There are several common misconceptions about PairProgramming
Pairing is primarily a micro-level source code review.
Pairing is primarily about establishing a shared MentalStateCalledFlow
. Flow is the deep-thinking state where most hard problems fall. Most programmers have only ever experienced flow in quiet solitude, so they assume that you could never get there while interacting with someone else. But you can, as long as you are both focused on the same problem.
The hardest thing about pairing for some is holding one's tongue for a few seconds when their partner creates a syntax error. Usually, they've already seen it too, and are about to back up and fix it. Speaking up too soon can diminish flow.
Pairing will halve my team's productivity.
This assumes that typing speed is the bottleneck for programming. Is this really your experience, and if it is, why aren't you sending all your programmers to mandatory typing classes?
The only empirical study on pairing that we've seen (http://www.cs.utah.edu/~lwilliam/Papers/ieeeSoftware.PDF
) shows that by the third pairing attempt, pairs were producing 19% better code for only 10% more programmer-hours.
(Please include more data if found.)
If you're a true XP team in all other respects, it should be easy to get empirical data of your own. Just don't pair for one iteration, and see what happens to your velocity. You'll have hard data in 3 weeks or less.
I can get the same results without pairing.
Pairing creates a unique environment for creativity. Creativity, unlike IQ, is not something mainly determined by an individual. It comes from collaboration. A surprising large amount of creativity comes when someone repeats back your ideas to you. (A great example of this is from WardCunningham
, inventor of the Wiki & Fit, but not Fitnesse (a wiki based version of Fit) which was a natural creative step when BobMartin
heard about it)
The nature of creativity is talked about in depth in Group Genius
by Keith Sawyer (which doesn't explorer pair programming at all to my dismay) but let me summarize the most important part.
When faced with a problem like:
Connect the dots using only 4 lines and without lifting your pencil.
. . .
. . .
. . .
People will think of a possible solution. Try it. If it fails they will try a variation of it, and repeat. This is how humans think! The problem occurs when the initial path will not lead to a solution. Then you need to think outside the box, or Creatively
. But our brains don't do that, so what happens is we go home, or out to a bar, or on vacation, and
our brains forget about the path, but see something else and then start trying those variations a new path.
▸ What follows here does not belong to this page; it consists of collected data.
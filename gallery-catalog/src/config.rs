//! Catalog configuration.
//!
//! `CatalogConfig` holds the settings applied uniformly to every position:
//! the rendering size, the transform requested from the loader, and the
//! memory budget of the image retainer. Values can be set in code or read
//! from the `[catalog]` section of an INI file:
//!
//! ```ini
//! [catalog]
//! target_size = 128
//! transform = circle
//! memory_budget_mb = 32
//! ```
//!
//! Keys that are missing fall back to the defaults. A `memory_budget_mb` of
//! zero disables retention.

use std::path::{Path, PathBuf};

use ini::Ini;
use thiserror::Error;

use crate::loader::Transform;

/// Default rendering size in pixels.
pub const DEFAULT_TARGET_SIZE: u32 = 256;

/// Default retainer budget (64 MiB).
pub const DEFAULT_MEMORY_BUDGET_BYTES: u64 = 64 * 1024 * 1024;

const SECTION: &str = "catalog";
const BYTES_PER_MB: u64 = 1024 * 1024;

/// Errors that can occur while loading configuration.
#[derive(Debug, Error)]
pub enum ConfigError {
    /// The configuration file could not be read.
    #[error("Failed to read config file {path}: {source}")]
    Io {
        path: PathBuf,
        #[source]
        source: std::io::Error,
    },

    /// The file is not valid INI.
    #[error("Failed to parse config: {0}")]
    Parse(String),

    /// A key holds a value that cannot be used.
    #[error("Invalid value for '{key}': {reason}")]
    InvalidValue { key: String, reason: String },
}

/// Settings shared by every position of a catalog.
#[derive(Debug, Clone, PartialEq, Eq)]
pub struct CatalogConfig {
    /// Edge length in pixels of every requested image.
    pub target_size: u32,

    /// Transform requested for every image.
    pub transform: Transform,

    /// Retainer budget in bytes, `None` to disable retention.
    pub memory_budget_bytes: Option<u64>,
}

impl Default for CatalogConfig {
    fn default() -> Self {
        Self {
            target_size: DEFAULT_TARGET_SIZE,
            transform: Transform::default(),
            memory_budget_bytes: Some(DEFAULT_MEMORY_BUDGET_BYTES),
        }
    }
}

impl CatalogConfig {
    /// Set the rendering size.
    pub fn with_target_size(mut self, target_size: u32) -> Self {
        self.target_size = target_size;
        self
    }

    /// Set the transform requested from the loader.
    pub fn with_transform(mut self, transform: Transform) -> Self {
        self.transform = transform;
        self
    }

    /// Set the retainer budget in bytes.
    pub fn with_memory_budget(mut self, bytes: u64) -> Self {
        self.memory_budget_bytes = Some(bytes);
        self
    }

    /// Keep no strong references; images live only as long as external holders.
    pub fn without_retention(mut self) -> Self {
        self.memory_budget_bytes = None;
        self
    }

    /// Load configuration from an INI file.
    ///
    /// # Errors
    ///
    /// Returns `ConfigError` if the file cannot be read or parsed, or if a
    /// value is invalid.
    pub fn load(path: &Path) -> Result<Self, ConfigError> {
        let ini = Ini::load_from_file(path).map_err(|e| match e {
            ini::Error::Io(source) => ConfigError::Io {
                path: path.to_path_buf(),
                source,
            },
            ini::Error::Parse(e) => ConfigError::Parse(e.to_string()),
        })?;
        Self::from_ini(&ini)
    }

    /// Parse configuration from INI text.
    pub fn from_ini_str(text: &str) -> Result<Self, ConfigError> {
        let ini = Ini::load_from_str(text).map_err(|e| ConfigError::Parse(e.to_string()))?;
        Self::from_ini(&ini)
    }

    fn from_ini(ini: &Ini) -> Result<Self, ConfigError> {
        let mut config = Self::default();
        let Some(section) = ini.section(Some(SECTION)) else {
            return Ok(config);
        };

        if let Some(value) = section.get("target_size") {
            let size = parse_number::<u32>("target_size", value)?;
            if size == 0 {
                return Err(ConfigError::InvalidValue {
                    key: "target_size".to_string(),
                    reason: "must be greater than zero".to_string(),
                });
            }
            config.target_size = size;
        }

        if let Some(value) = section.get("transform") {
            config.transform = value.parse().map_err(|e: crate::loader::UnknownTransform| {
                ConfigError::InvalidValue {
                    key: "transform".to_string(),
                    reason: e.to_string(),
                }
            })?;
        }

        if let Some(value) = section.get("memory_budget_mb") {
            let mb = parse_number::<u64>("memory_budget_mb", value)?;
            let bytes = mb
                .checked_mul(BYTES_PER_MB)
                .ok_or_else(|| ConfigError::InvalidValue {
                    key: "memory_budget_mb".to_string(),
                    reason: format!("{} MB does not fit in a byte count", mb),
                })?;
            config.memory_budget_bytes = (bytes > 0).then_some(bytes);
        }

        Ok(config)
    }
}

fn parse_number<T: std::str::FromStr>(key: &str, value: &str) -> Result<T, ConfigError>
where
    T::Err: std::fmt::Display,
{
    value
        .trim()
        .parse::<T>()
        .map_err(|e| ConfigError::InvalidValue {
            key: key.to_string(),
            reason: format!("'{}': {}", value, e),
        })
}
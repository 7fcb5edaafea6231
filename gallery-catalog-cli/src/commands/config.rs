//! Show the effective catalog configuration.

use std::path::PathBuf;

use clap::Args;

use super::{format_size, load_config};
use crate::error::CliError;

/// Arguments for the `config` command.
#[derive(Debug, Args)]
pub struct ConfigArgs {
    /// INI file with a [catalog] section
    #[arg(long)]
    pub config: Option<PathBuf>,
}

/// Print the configuration that `simulate` would use.
pub fn run(args: ConfigArgs) -> Result<(), CliError> {
    let config = load_config(args.config.as_deref())?;

    match &args.config {
        Some(path) => println!("Configuration from {}", path.display()),
        None => println!("Default configuration"),
    }
    println!("  target_size:   {} px", config.target_size);
    println!("  transform:     {}", config.transform);
    match config.memory_budget_bytes {
        Some(bytes) => println!("  memory_budget: {}", format_size(bytes)),
        None => println!("  memory_budget: disabled"),
    }
    Ok(())
}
This is why we see so many creative solutions on a napkin, or in the shower. Our minds where able to try a new path.
However, when you collaborate with others you are constantly being put on new paths. Interaction with other people starts to push you on to other paths and those paths push the other person to still other paths. Creativity is massively enhanced.
So the next question is:
Do you consider programming to be a creative process?
Pairing sounds like an unpleasant task. It would drive me crazy.
Yes, it will be awkward and hard at first, but you and your partner will learn to work together. You'll produce more in less time. You'll stay focused on the job at hand. You won't get stuck by small oversights. You'll hardly have writers block, because you have someone right there that you're bouncing ideas off. You'll learn a lot as you go because you'll learn your partner's insights as well as ones that you discover. Together you'll be doing better than either of you would have done solo. Once you two get in the groove, you'll rock! It feels good
to be good at your job. Many people have a blast
I've paired with Java newbies up to people who were at least as good as I am. I always learn something, and I never feel like I'm carrying the other person. If I could, I'd only ever do pair programming, just for the fun of it. -- JohnBrewer
People who say this could probably benefit from this RonJeffries
- Don't be afraid of pair programming:
- You're not as good as you think you are, but
- You're not as bad as you fear.
We don't do pair programming here.
Many shops use pair programming. It's just called something like working on a really hard bug
. Most of the time, one developer will get together with another developer to work on the hard bug, they'll solve it (having a great time, by the way), and then they'll slink guiltily back to their respective offices, since they know programming is supposed to be a solitary activity.
XP has just given a name to this furtive practice, and let it out into the sunshine for the first time.
Pair programming is a training program.
A pair programming relationship is about working together to produce a better result not about one person showing another how something must be done. It is usually the case that both members of a pair relationship will learn some new things. A dominate teacher and subordinate student relationship is not what pair programming is about. Two people of equal though different abilities work together and produce a better product.
People often wonder what a newbie can contribute to a pair relationship with someone who has been developing good software for many years. Wouldn't it be better to let the experienced person code by himself most of the time instead of having to always be training someone? No. Everyone has something to contribute.
One of the things I cherish most about pair programming with someone much younger than me is that enthusiasm. I have become calm, steady, and consistent in my old age. Pair me up with someone young who wants to turn the world up side down and stand back, way back!!!
You can catch social diseases through pair programming.
Like enthusiasm? ... or is someone fishing for a pun on "mis-conceptions?" --EricHerman
Yes, I got warts off my pair programming partner. I highly recommend not sharing keyboard with someone who has them on their hands.